Nurses and Midwives to be Subjected to New System of Checks

Media reports today indicate that the system of checks related to nurses and midwives is about to be significantly changed.

The new plans have been instigated in the context of the so-called mid-Staffordshire scandal.

An estimated 400-1,200 patients died as a result of poor care over the 50 months between January 2005 and March 2009 at Stafford hospital.

As a result of the fallout from this case, nurses and midwives will now undergo checks every three years.

NHS watchdogs indicated that the reforms, which will be officially announced on Thursday 8th October, will constitute the biggest change in the history of the regulation of nurses.

The new regulations were considered essential in order to ensure that poor standards were not replicated on a wider scale in the NHS.

As a result of the new system of checks, nurses will be required to provide evidence demonstrating that they are both skilled and compassionate.

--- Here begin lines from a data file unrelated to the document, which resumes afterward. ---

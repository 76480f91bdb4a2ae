//! 错误处理模块
//!
//! 该模块提供 Svcat Operator 的统一错误类型。同步周期中的每个子步骤都返回
//! 这里定义的错误，由状态汇总步骤统一转换为 Degraded 条件中的一行消息。

use thiserror::Error;

/// Svcat 统一错误类型
#[derive(Error, Debug)]
pub enum Error {
    /// 单个静态资源应用失败，不影响其他资源
    #[error("apply failed: {0}")]
    Apply(String),

    /// 被哈希的依赖对象不存在
    #[error("unable to resolve {kind} {namespace}/{name}: not found")]
    Resolution {
        kind: String,
        namespace: String,
        name: String,
    },

    /// 配置层不是合法的结构化数据
    #[error("unable to merge config: {0}")]
    Merge(String),

    /// 工作负载模板加载或应用失败
    #[error("rollout failed: {0}")]
    Rollout(String),

    /// 状态写入与其他写入者冲突
    #[error("status update conflict on {0}")]
    PersistenceConflict(String),

    /// 同步周期被取消或超时
    #[error("sync cycle cancelled before completion")]
    Cancelled,

    /// Operator 配置错误
    #[error("invalid operator settings: {0}")]
    Config(String),

    /// 来自 kube-rs 的错误
    #[error("kubernetes reported error: {0}")]
    Kube(#[from] kube::Error),

    /// YAML 错误
    #[error("invalid yaml: {0}")]
    Yaml(#[from] serde_yaml::Error),

    /// JSON 错误
    #[error("invalid json: {0}")]
    Json(#[from] serde_json::Error),
}

/// Svcat 结果类型别名
pub type Result<T> = std::result::Result<T, Error>;

impl Error {
    /// 是否为依赖解析错误
    pub fn is_resolution(&self) -> bool {
        matches!(self, Error::Resolution { .. })
    }

    /// 是否为写入冲突
    pub fn is_conflict(&self) -> bool {
        matches!(self, Error::PersistenceConflict(_))
    }
}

This can include feedback from patients, managers and fellow members of staff.

The new regulations are a first for the nursing profession, as it had previously been standard practice for workers in this sector to declare themselves fit for work without third-party evidence as support.

But recommendations from the public enquiry into the Staffordshire scandal have led to this new system of checks and balances.

The new system will be implemented by the Nursing and Midwifery Council, and will further require nurses to prove to regulators is that their professional skills are adequate, and that regular training has been undertaken in order to ensure complicity with contemporary practices.

Nearly 700,000 registered nurses and midwives in the UK will be subjected to the checks.

It has been pointed out with regard to the decision that it would generally not be expected for an individual to be present on a professional register for several decades without significant checks on their ability to conduct their duties.

Yet this was precisely the situation for nurses ahead of this new regulation and legislative measure.

In particular, nurses will be tested against the code of conduct of the Nursing and Midwifery Council.

And the hierarchy of the council has already placed a particular emphasis on the importance of patient feedback.

It is clear that this measure is intended to restore public confidence in the health service, and also to ensure that nurses and midwives engage more readily with the general public.

Sir Robert Francis QC called for the system of “revalidation” two and a half years ago, in his public inquiry into the scandal at Mid Staffordshire NHS Foundation trust.

And it seems that the radical overhaul recommended by Francis is now ready to be implemented.